Dabei stehen dem Schutz der familiären Bindungen Sinn und Zweck des in § 5 Abs. 2 Satz 1 Nr. 1 und § 6 Abs. 3 AufenthG vorgeschriebenen Visumverfahrenes gegenüber, der darin besteht, die Zuwanderung nach Deutschland wirksam steuern und begrenzen zu können, so dass es mit dem verfassungsrechtlichen Schutz von Ehe und Familie nach Art. 6 GG grundsätzlich vereinbar ist, den Ausländer auf die Einholung eines für den begehrten Aufenthaltstitel erforderlichen Visums zu verweisen, das den zuständigen Behörden die Gelegenheit bietet, die Erteilungsvoraussetzungen (vgl. § 5 AufenthG und für den Ehegattennachzug § 28 AufenthG) vor der Einreise des Ausländers zu überprüfen.
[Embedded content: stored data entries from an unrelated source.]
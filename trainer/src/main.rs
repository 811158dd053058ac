//! Evolves networks that run a headless obstacle course.
//!
//! ```bash
//! trainer --config trainer/config.ron --generations 50 --save runners.ron
//! trainer --resume runners.ron --save runners.ron
//! ```

mod config;
mod controller;
mod course;
mod errors;
mod persistence;

use config::TrainerConfig;
use errors::TrainerError;

use clap::Parser;
use dinoneat::Population;
use dinoneat_nn::genomics::{GeneticConfig, LineageCounter, NNGenome, NodeType};
use dinoneat_nn::networks::NetworkError;
use tracing::{info, warn};
use tracing_subscriber::EnvFilter;

use std::error::Error;
use std::path::{Path, PathBuf};
use std::sync::atomic::{AtomicBool, Ordering};
use std::sync::Arc;

type RunnerPopulation = Population<GeneticConfig, LineageCounter, NNGenome>;

/// Evolve obstacle course runners.
#[derive(Parser, Debug)]
#[command(name = "trainer")]
struct Cli {
    /// Training configuration file (RON).
    #[arg(short, long, default_value = "trainer/config.ron")]
    config: PathBuf,

    /// Overrides the configured number of generations.
    #[arg(short, long)]
    generations: Option<usize>,

    /// Overrides the configured population seed.
    #[arg(long)]
    seed: Option<u64>,

    /// Population file to continue training from.
    #[arg(long)]
    resume: Option<PathBuf>,

    /// Where to save the population.
    #[arg(long)]
    save: Option<PathBuf>,

    /// Evaluation threads (defaults to one per core).
    #[arg(long)]
    threads: Option<usize>,
}

fn main() -> Result<(), Box<dyn Error>> {
    tracing_subscriber::fmt()
        .with_env_filter(
            EnvFilter::try_from_default_env().unwrap_or_else(|_| EnvFilter::new("info")),
        )
        .with_target(false)
        .compact()
        .init();

    let cli = Cli::parse();
    let mut config = TrainerConfig::load(&cli.config)?;
    if let Some(generations) = cli.generations {
        config.generations = generations;
    }
    if let Some(seed) = cli.seed {
        config.population.seed = seed;
    }
    if let Some(threads) = cli.threads {
        rayon::ThreadPoolBuilder::new()
            .num_threads(threads)
            .build_global()?;
    }

    let interrupted = Arc::new(AtomicBool::new(false));
    let flag = interrupted.clone();
    ctrlc::set_handler(move || {
        info!("interrupt received, stopping after the current generation");
        flag.store(true, Ordering::SeqCst);
    })?;

    let population = train(
        &config,
        cli.resume.as_deref(),
        cli.save.as_deref(),
        &interrupted,
    )?;
    match population.champion() {
        Some(champion) => info!(
            fitness = champion.fitness(),
            hidden = champion.count_nodes(NodeType::Hidden),
            edges = champion.enabled_edges().count(),
            "champion"
        ),
        None => info!("no generation was evaluated"),
    }
    Ok(())
}

/// Trains runners on the configured obstacle courses.
fn train(
    config: &TrainerConfig,
    resume: Option<&Path>,
    save: Option<&Path>,
    interrupted: &AtomicBool,
) -> Result<RunnerPopulation, TrainerError> {
    train_with(config, resume, save, interrupted, |genome| {
        controller::fitness(
            genome,
            &config.course,
            &config.course_seeds,
            config.obstacle_reward,
        )
    })
}

/// Runs the configured number of generations, scoring genomes
/// with `evaluate`.
///
/// If `save` is given, the population is saved when training
/// ends, whether it completed, was interrupted, or failed.
fn train_with<E>(
    config: &TrainerConfig,
    resume: Option<&Path>,
    save: Option<&Path>,
    interrupted: &AtomicBool,
    evaluate: E,
) -> Result<RunnerPopulation, TrainerError>
where
    E: Fn(&NNGenome) -> Result<f32, NetworkError> + Sync,
{
    let mut population = match resume {
        Some(path) => {
            let state = persistence::load(path)?;
            info!(path = %path.display(), generation = state.generation, "resuming");
            Population::from_state(state, config.population.clone(), config.genetic.clone())?
        }
        None => Population::new(config.population.clone(), config.genetic.clone())?,
    };

    let outcome = run_generations(&mut population, config, save, interrupted, &evaluate);

    if let Some(path) = save {
        match persistence::save(path, &population.snapshot()) {
            Ok(()) => {
                info!(path = %path.display(), generation = population.generation(), "saved")
            }
            Err(e) if outcome.is_err() => {
                warn!(error = %e, "population could not be saved after a failure")
            }
            Err(e) => return Err(e),
        }
    }
    outcome.map(|()| population)
}

fn run_generations<E>(
    population: &mut RunnerPopulation,
    config: &TrainerConfig,
    save: Option<&Path>,
    interrupted: &AtomicBool,
    evaluate: &E,
) -> Result<(), TrainerError>
where
    E: Fn(&NNGenome) -> Result<f32, NetworkError> + Sync,
{
    for _ in 0..config.generations {
        if interrupted.load(Ordering::SeqCst) {
            warn!(generation = population.generation(), "training interrupted");
            break;
        }
        population.par_evaluate_fitness(evaluate)?;
        let report = population.evolve()?;

        if let (Some(path), Some(interval)) = (save, config.save_interval) {
            if interval > 0 && population.generation() % interval == 0 {
                persistence::save(path, &population.snapshot())?;
                info!(path = %path.display(), generation = population.generation(), "saved");
            }
        }
        if let Some(target) = config.target_fitness {
            if report.champion_fitness >= target {
                info!(
                    target_fitness = target,
                    generation = report.generation,
                    "target fitness reached"
                );
                break;
            }
        }
    }
    Ok(())
}

#[cfg(test)]
mod tests {
    use super::*;

    use dinoneat::{FitnessFailurePolicy, PopulationError};
    use std::sync::atomic::AtomicUsize;

    fn quick_config() -> TrainerConfig {
        let mut config: TrainerConfig = ron::from_str(include_str!("../config.ron")).unwrap();
        config.population.size = std::num::NonZeroUsize::new(12).unwrap();
        config.course.max_ticks = 200;
        config.course_seeds = vec![1, 2];
        config.generations = 3;
        config.target_fitness = None;
        config
    }

    fn temp_path(name: &str) -> PathBuf {
        std::env::temp_dir().join(format!("trainer-{}-{}.ron", name, std::process::id()))
    }

    fn running() -> AtomicBool {
        AtomicBool::new(false)
    }

    #[test]
    fn training_runs_all_generations() {
        let population = train(&quick_config(), None, None, &running()).unwrap();
        assert_eq!(population.generation(), 3);
        assert!(population.champion().unwrap().fitness() > 0.0);
    }

    #[test]
    fn training_stops_at_target() {
        let config = TrainerConfig {
            target_fitness: Some(0.0),
            ..quick_config()
        };
        let population = train(&config, None, None, &running()).unwrap();
        assert_eq!(population.generation(), 1);
    }

    #[test]
    fn training_resumes_from_save() {
        let path = temp_path("resume");
        let config = quick_config();

        let first = train(&config, None, Some(path.as_path()), &running()).unwrap();
        let saved = persistence::load(&path).unwrap();
        assert_eq!(saved.generation, first.generation());
        assert_eq!(saved.genomes, first.genomes().cloned().collect::<Vec<_>>());
        assert_eq!(saved.champion.as_ref(), first.champion());

        let resumed = train(&config, Some(path.as_path()), None, &running()).unwrap();
        std::fs::remove_file(&path).unwrap();

        assert_eq!(resumed.generation(), first.generation() + 3);
        assert!(resumed.champion().unwrap().fitness() >= first.champion().unwrap().fitness());
    }

    #[test]
    fn interrupted_training_is_saved() {
        let path = temp_path("interrupt");
        let interrupted = AtomicBool::new(true);

        let population = train(&quick_config(), None, Some(path.as_path()), &interrupted).unwrap();
        let saved = persistence::load(&path).unwrap();
        std::fs::remove_file(&path).unwrap();

        assert_eq!(population.generation(), 0);
        assert_eq!(saved.generation, 0);
        assert_eq!(saved.genomes.len(), 12);
    }

    #[test]
    fn failed_training_saves_last_generation() {
        let path = temp_path("failure");
        let mut config = quick_config();
        config.population.fitness_failure_policy = FitnessFailurePolicy::Propagate;
        let calls = AtomicUsize::new(0);

        // The third generation's evaluation fails.
        let result = train_with(&config, None, Some(path.as_path()), &running(), |_| {
            if calls.fetch_add(1, Ordering::SeqCst) < 2 * 12 {
                Ok(1.0)
            } else {
                Err(NetworkError::InputCountMismatch {
                    expected: 6,
                    actual: 0,
                })
            }
        });
        let saved = persistence::load(&path).unwrap();
        std::fs::remove_file(&path).unwrap();

        assert!(matches!(
            result,
            Err(TrainerError::Population(PopulationError::Fitness {
                generation: 2,
                ..
            }))
        ));
        assert_eq!(saved.generation, 2);
        assert_eq!(saved.genomes.len(), 12);
    }
}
Der mit der Durchführung des Visumverfahrens üblicherweise einhergehende Zeitablauf ist regelmäßig hinzunehmen [...].

Dementsprechend ist von der gesetzlichen Voraussetzung, dass ein Aufenthaltstitel nur erteilt werden kann, wenn der Ausländer mit dem erforderlichen Visum eingereist ist, gemäß § 5 Abs. 2 Satz 2 Halbsatz 2 AufenthG nur dann abzusehen, wenn es dem Ausländer aufgrund besonderer Umstände des Einzelfalles nicht zumutbar ist, das Visumsverfahren nachzuholen. Allein das Bestehen einer familiären Lebensgemeinschaft führt nicht zur Unzumutbarkeit der Einhaltung des Visumsverfahrens. [...]

Ist dem Antragsteller zumutbar das Visumsverfahren nachzuholen, ist der Erlass einer Abschiebungsandrohung ebenfalls rechtmäßig. [...]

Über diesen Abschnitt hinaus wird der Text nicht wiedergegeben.